Heed the indicators that something is amiss—and you might just save yourself a whole bunch of delays and dashed hopes.

Sign No. 1: The asking price is off the charts

“If a property is listed for well above the price of all the other comparable homes, the seller is most likely trying to test the market and see if someone bites, but isn’t very serious about selling,” says Daniel Bortz, a Realtor in Maryland, Virginia, and Washington, DC.
In the current market, most homes that are priced correctly are flying off the shelves, adds Abigail Harris, a sales associate with Coldwell Banker residential brokerage in the Boston area. Harris says that listing a home at $50,000 over the price that similar homes in the community fetched is a clue that “maybe the seller isn’t going on the market for the right reasons.”
Still, there is an exception to consider. A person selling his property without an agent may just not know what listing price makes sense for the market in his area. Of course this may also be another indication that he’s not committed to selling.

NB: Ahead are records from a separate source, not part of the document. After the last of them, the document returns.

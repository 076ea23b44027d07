pub mod controller;
pub mod error;
pub mod model;
pub mod router;
pub mod service;

pub use error::AuthError;
pub use model::*;
pub use router::init_auth_router;
pub use service::AuthService;
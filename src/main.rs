use anyhow::Context;
use dotenvy::dotenv;
use tracing::info;

use bookstore::bookstore_config::ServerConfig;
use bookstore::logging::init_tracing;
use bookstore::metrics::init_metrics;
use bookstore::router::init_router;
use bookstore::state::init_app_state;

#[tokio::main]
async fn main() -> anyhow::Result<()> {
    dotenv().ok();

    let config = ServerConfig::from_env();
    init_tracing(&config.log_level).context("Failed to initialise logging")?;

    let metrics = init_metrics(config.metrics_enabled).context("Failed to install metrics recorder")?;
    let state = init_app_state(&config, metrics).await?;
    let app = init_router(state);

    let address = config.bind_address();
    let listener = tokio::net::TcpListener::bind(&address)
        .await
        .with_context(|| format!("Failed to bind {address}"))?;

    info!(%address, backend = %config.store_backend, "Server listening");
    info!("Swagger UI available at http://{address}/swagger-ui");

    axum::serve(listener, app)
        .with_graceful_shutdown(shutdown_signal())
        .await
        .context("Server error")?;

    info!("Server stopped");
    Ok(())
}

async fn shutdown_signal() {
    if let Err(err) = tokio::signal::ctrl_c().await {
        tracing::error!(error = %err, "Failed to listen for shutdown signal");
        std::future::pending::<()>().await;
    }
}
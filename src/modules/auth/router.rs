use axum::{Router, routing::post};

use crate::state::AppState;

use super::controller::{login_user, register_user, validate_token};

pub fn init_auth_router() -> Router<AppState> {
    Router::new()
        .route("/register", post(register_user))
        .route("/login", post(login_user))
        .route("/validate", post(validate_token))
}
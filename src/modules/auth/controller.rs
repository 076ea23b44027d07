use axum::Json;
use axum::extract::State;
use axum::http::HeaderMap;
use tracing::instrument;

use crate::middleware::auth::bearer_token;
use crate::modules::ErrorResponse;
use crate::state::AppState;
use crate::validator::ValidatedJson;

use super::error::AuthError;
use super::model::{AuthResponse, LoginRequest, RegisterRequest};
use super::service::AuthService;

/// Register a new customer account
#[utoipa::path(
    post,
    path = "/api/auth/register",
    request_body = RegisterRequest,
    responses(
        (status = 200, description = "User registered successfully", body = AuthResponse),
        (status = 400, description = "Malformed or invalid body, or username/email already taken", body = ErrorResponse),
        (status = 500, description = "Internal server error", body = ErrorResponse)
    ),
    tag = "Authentication"
)]
#[instrument(skip_all)]
pub async fn register_user(
    State(state): State<AppState>,
    ValidatedJson(dto): ValidatedJson<RegisterRequest>,
) -> Result<Json<AuthResponse>, AuthError> {
    let user = AuthService::register(state.users.as_ref(), dto).await?;
    Ok(Json(AuthResponse {
        message: "User registered successfully".to_string(),
        token: None,
        username: user.username,
        role: user.role,
    }))
}

/// Log in and receive a bearer token
#[utoipa::path(
    post,
    path = "/api/auth/login",
    request_body = LoginRequest,
    responses(
        (status = 200, description = "Login successful", body = AuthResponse),
        (status = 400, description = "Invalid username or password", body = ErrorResponse),
        (status = 500, description = "Internal server error", body = ErrorResponse)
    ),
    tag = "Authentication"
)]
#[instrument(skip_all)]
pub async fn login_user(
    State(state): State<AppState>,
    ValidatedJson(dto): ValidatedJson<LoginRequest>,
) -> Result<Json<AuthResponse>, AuthError> {
    let (user, token) = AuthService::login(state.users.as_ref(), &state.tokens, dto).await?;
    Ok(Json(AuthResponse {
        message: "Login successful".to_string(),
        token: Some(token),
        username: user.username,
        role: user.role,
    }))
}

/// Check a bearer token and report who it belongs to
#[utoipa::path(
    post,
    path = "/api/auth/validate",
    responses(
        (status = 200, description = "Token is valid", body = AuthResponse),
        (status = 401, description = "Missing, invalid or expired token", body = ErrorResponse)
    ),
    security(
        ("bearer_auth" = [])
    ),
    tag = "Authentication"
)]
#[instrument(skip_all)]
pub async fn validate_token(
    State(state): State<AppState>,
    headers: HeaderMap,
) -> Result<Json<AuthResponse>, AuthError> {
    let token = bearer_token(&headers).ok_or(AuthError::MissingToken)?;
    let principal =
        AuthService::resolve_principal(state.users.as_ref(), &state.tokens, &token).await?;

    Ok(Json(AuthResponse {
        message: "Token is valid".to_string(),
        token: Some(token),
        username: principal.username,
        role: principal.role,
    }))
}
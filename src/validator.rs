use anyhow::anyhow;
use axum::{
    Json,
    extract::{FromRequest, FromRequestParts, Path, Request, rejection::JsonRejection},
    http::request::Parts,
};
use serde::de::DeserializeOwned;
use validator::{Validate, ValidationError, ValidationErrors};

use bookstore_core::AppError;

/// Rejects strings that are empty or whitespace only.
pub fn not_blank(value: &str) -> Result<(), ValidationError> {
    if value.trim().is_empty() {
        return Err(ValidationError::new("blank"));
    }
    Ok(())
}

fn format_errors(errors: &ValidationErrors) -> String {
    let mut fields: Vec<_> = errors.field_errors().into_iter().collect();
    fields.sort_by(|a, b| a.0.cmp(&b.0));

    fields
        .into_iter()
        .flat_map(|(field, errors)| {
            errors.iter().map(move |error| {
                error
                    .message
                    .as_ref()
                    .map(|msg| msg.to_string())
                    .unwrap_or_else(|| format!("{} is invalid", field))
            })
        })
        .collect::<Vec<_>>()
        .join(", ")
}

fn rejection_to_error(rejection: JsonRejection) -> AppError {
    let error_msg = rejection.body_text();

    if error_msg.contains("missing field") {
        let field = error_msg
            .split("missing field `")
            .nth(1)
            .and_then(|s| s.split('`').next())
            .unwrap_or("unknown");
        return AppError::bad_request(anyhow!("{} is required", field));
    }

    if error_msg.contains("invalid type") {
        return AppError::bad_request(anyhow!("Invalid field type in request"));
    }

    if matches!(rejection, JsonRejection::MissingJsonContentType(_)) {
        return AppError::bad_request(anyhow!(
            "Missing 'Content-Type: application/json' header"
        ));
    }

    AppError::bad_request(anyhow!("Invalid request body"))
}

/// JSON body extractor that also runs `validator` rules.
///
/// Malformed bodies and bodies that break a validation rule are both
/// rejected with 400; rule violations carry the joined rule messages.
#[derive(Debug, Clone, Copy, Default)]
pub struct ValidatedJson<T>(pub T);

impl<T, S> FromRequest<S> for ValidatedJson<T>
where
    T: DeserializeOwned + Validate,
    S: Send + Sync,
{
    type Rejection = AppError;

    async fn from_request(req: Request, state: &S) -> Result<Self, Self::Rejection> {
        let Json(value) = Json::<T>::from_request(req, state)
            .await
            .map_err(rejection_to_error)?;

        value
            .validate()
            .map_err(|errors| AppError::bad_request(anyhow!("{}", format_errors(&errors))))?;

        Ok(ValidatedJson(value))
    }
}

/// Path extractor whose rejection uses the standard error body.
#[derive(Debug, Clone, Copy, Default)]
pub struct ValidatedPath<T>(pub T);

impl<T, S> FromRequestParts<S> for ValidatedPath<T>
where
    T: DeserializeOwned + Send,
    S: Send + Sync,
{
    type Rejection = AppError;

    async fn from_request_parts(parts: &mut Parts, state: &S) -> Result<Self, Self::Rejection> {
        let Path(value) = Path::<T>::from_request_parts(parts, state)
            .await
            .map_err(|rejection| {
                tracing::debug!(error = %rejection.body_text(), "rejected path parameter");
                AppError::bad_request(anyhow!("Invalid path parameter"))
            })?;
        Ok(ValidatedPath(value))
    }
}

Sign No. 2: The house is a mess

“People know that cluttered and dirty houses don’t attract buyers,” says Bortz. “So if the seller still lives in the home but the property shows horribly, he may not be fully committed to selling it.”

Sign No. 3: The seller won’t budge on price

Just like the adage says, time is money. And if a property has been on the market for more than 30 days without any reduction in price, that’s usually an indication that the homeowners aren’t gung-ho about selling it, reveals Bortz.
And the bar is set even higher in certain white-hot markets. “The rule of thumb around Boston is that if there’s been no activity for two weeks, no offers, or even an inkling of one, the Realtor will have a conversation with the homeowner about lowering the price,” Harris says. “If the owner isn’t willing to budge, that shows he isn’t really motivated to move.”
Such rigidity is also a red flag for other behavior that could burn buyers. Bortz says, “Someone who won’t reduce the price in this situation is probably the type of seller who will also refuse to make any requests for home inspection–related repairs.”

Sign No. 4: The listing has many stops and starts

What’s not to love about a do-over? Well, lots when it comes to buying a home, Bortz reveals: “If you see someone lists a property, takes it off the market, puts it back on, then takes it off again, they’re simply not very serious about selling.” The reason: This fickle approach proves they can’t commit to a plan of action; so odds are they won’t commit to you, either.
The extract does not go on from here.